Mael flees through the woods, and finds an unlikely rescuer....
In the sparkling sunshine and the trees – he ran. Jumping and dodging, Mael tried to escape his pursuer. Faster. Faster! To lose himself in the underbrush.
Grunts and a frustrated groan pierced the afternoon's quiet. Two large boars pursued the young lynx.
Not a distance runner! Mael turned abruptly and ducked into a large stand of bushes. His slender feline form slipped between the dense growths of thin branches. He held a paw over his muzzle, his tense whiskers escaping and bending around his fingers. Quiet.
He closed his eyes, concentrating. Mael needed to remain hidden. He might be far enough away to escape the boars' notice. Hopefully, he was downwind enough that the poorly-sighted furs would not scent him out.
He had escaped the dangerous pits. The mud and the grime were behind him. He must get away. Otherwise, he would be tortured or even executed as an "example" to the other laborers.
Laborers - more like slaves.
Like many others, he had escaped his war-torn land and reached these cold shores. This foreign land. Now those who had escaped death by war, found death by labor. His species, the Eurasian lynx was well adapted to the cold here.
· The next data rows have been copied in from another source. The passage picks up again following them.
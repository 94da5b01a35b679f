use domain::model::{ChatModel, ChatRequest, Completion};
use domain::tool::{ToolCall, ToolRegistry};
use domain::turn::Turn;
use shared::telemetry::Telemetry;
use shared::types::Result;
use tracing::{debug, info, warn};

/// Placeholder result recorded when a requested tool cannot be run.
pub const NO_TOOL_FOUND: &str = "No tool found!";

/// Where the tool loop is between two model calls.
#[derive(Debug, Clone, PartialEq)]
pub enum LoopState {
    AwaitingInput,
    QueryingModel,
    ExecutingTools(Vec<ToolCall>),
    FinalAnswer,
}

#[derive(Debug, Clone, PartialEq)]
pub enum ToolOutcome {
    Completed(String),
    Failed(String),
}

/// What happened to one requested tool call.
#[derive(Debug, Clone, PartialEq)]
pub struct ToolEvent {
    pub call: ToolCall,
    pub outcome: ToolOutcome,
}

#[derive(Debug, Clone, PartialEq)]
pub struct AgentReply {
    pub tool_events: Vec<ToolEvent>,
    pub answer: String,
}

/// Multi-step loop: ask the model, run any tools it requests, ask again.
pub struct AgentService<M> {
    model: M,
    registry: ToolRegistry,
    messages: Vec<Turn>,
    state: LoopState,
}

impl<M: ChatModel> AgentService<M> {
    pub fn new(model: M, registry: ToolRegistry) -> Self {
        Self {
            model,
            registry,
            messages: Vec::new(),
            state: LoopState::AwaitingInput,
        }
    }

    pub fn messages(&self) -> &[Turn] {
        &self.messages
    }

    pub fn state(&self) -> &LoopState {
        &self.state
    }

    pub fn registry(&self) -> &ToolRegistry {
        &self.registry
    }

    /// Handle one question. Blank input is skipped and yields `None`.
    ///
    /// A model failure propagates; the question stays in the message list and
    /// the loop returns to `AwaitingInput`.
    pub async fn ask(&mut self, question: &str) -> Result<Option<AgentReply>> {
        if question.trim().is_empty() {
            return Ok(None);
        }

        self.messages.push(Turn::user(question));
        self.state = LoopState::QueryingModel;
        let result = self.drive().await;
        self.state = LoopState::AwaitingInput;
        result.map(Some)
    }

    async fn drive(&mut self) -> Result<AgentReply> {
        let mut tool_events = Vec::new();
        loop {
            match std::mem::replace(&mut self.state, LoopState::AwaitingInput) {
                LoopState::QueryingModel => {
                    let completion = self.query().await?;
                    if completion.tool_calls.is_empty() {
                        return Ok(self.finish(completion, tool_events));
                    }
                    self.messages.push(Turn::assistant_with_calls(
                        completion.content,
                        completion.tool_calls.clone(),
                    ));
                    self.state = LoopState::ExecutingTools(completion.tool_calls);
                }
                LoopState::ExecutingTools(calls) => {
                    for call in calls {
                        tool_events.push(self.execute(call));
                    }
                    self.state = LoopState::FinalAnswer;
                }
                LoopState::FinalAnswer => {
                    let completion = self.query().await?;
                    if !completion.tool_calls.is_empty() {
                        debug!(
                            count = completion.tool_calls.len(),
                            "ignoring tool calls requested after tool results"
                        );
                    }
                    return Ok(self.finish(completion, tool_events));
                }
                LoopState::AwaitingInput => unreachable!("drive starts in QueryingModel"),
            }
        }
    }

    async fn query(&self) -> Result<Completion> {
        let telemetry = Telemetry::new();
        let request =
            ChatRequest::new(self.messages.clone()).with_tools(self.registry.specs());
        let completion = self.model.complete(request).await?;
        info!(
            tool_calls = completion.tool_calls.len(),
            elapsed_ms = telemetry.elapsed_ms() as u64,
            "model responded"
        );
        Ok(completion)
    }

    /// Run one call. Any failure is recorded against this call's id and the
    /// loop carries on.
    fn execute(&mut self, call: ToolCall) -> ToolEvent {
        let outcome = match self.registry.invoke(&call) {
            Ok(result) => {
                info!(tool = %call.name, id = %call.id, "tool call completed");
                self.messages
                    .push(Turn::tool_result(&call.id, &call.name, result.clone()));
                ToolOutcome::Completed(result)
            }
            Err(err) => {
                warn!(tool = %call.name, id = %call.id, error = %err, "tool call failed");
                self.messages
                    .push(Turn::tool_result(&call.id, &call.name, NO_TOOL_FOUND));
                ToolOutcome::Failed(err.to_string())
            }
        };
        ToolEvent { call, outcome }
    }

    fn finish(&mut self, completion: Completion, tool_events: Vec<ToolEvent>) -> AgentReply {
        self.messages.push(Turn::assistant(completion.content.clone()));
        AgentReply {
            tool_events,
            answer: completion.content,
        }
    }
}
Adapted. Unlike some of the others. With his eyes closed, Mael could see their faces. Frozen by death and by cold... smeared with the grime of their work. No one left. No one he knew. Only nameless faces, already dead, even as they still worked.
He would not go back to that. He could not. Everyone he'd ever known was either dead or likely dead.
Mael held his muzzle tightly again as the boar guard smacked his spear at nearby undergrowth. Can't let the boar smell lynx breath.
"Anything?" called a distant voice.
"Nothing" grunted the nearby boar to himself. "No!" he called louder to the other boar.
He was even closer than Mael had thought. Not good.... One shift of the wind and he would smell a young lynx in hiding.
The dense undergrowth rustled nearby as the nearest boar thrashed over to his companion. "It's impossible! Too thick here."
It was harder to hear them, but Mael allowed himself to breathe. His eyes flicked open. Mushroom, right in front of him. So hungry... but you could never trust a mushroom. His hearing was heightened with fear bringing in the faint conversation clearly.
An agreeing grunt, came before the boar's answer. "I'll call in the Hound in for this. He'll track down the beast in no time."
"If he escapes, it will be our hides Macha puts over his fire."
Mael looked up slowly, making sure not to move the thin branches around him. He could see the two boars.
Long, dark hairs, thin over tough bodies. They were not to be taken lightly. Boars were fierce, and they wouldn't back down once angered.
"So we get the little bastard before the master comes in tomorrow. There's time. All the slaves are weak, he can't go far."
The nasty pig was right. Mael was weakened. It had taken more than he had to give to even get this far. He ached with fatigue.
The two boars moved off, grumbling. Their long spears catching on branches as they went. Weapons of intimidation and oppression more than practical fighting tools.
Mael slumped in exhaustion. No. If he went to sleep, he might never wake up. It was difficult to care.
He dragged himself up with his blistered paws. He wove and sagged through the bushes. The forest was dense above and around him. He'd never seen such a dense. Everything was damp and the light was dimming as the late afternoon sun failed to pass the leaves.
He stumbled away, managing to not head back to the slave camp he'd just left.
His people and others had fled from the growing wars that broke out. The weather of the last few years had been very bad for crops and livestock. Any clan stronger than another had been out for blood. Seeking food and resources when there was little to spare.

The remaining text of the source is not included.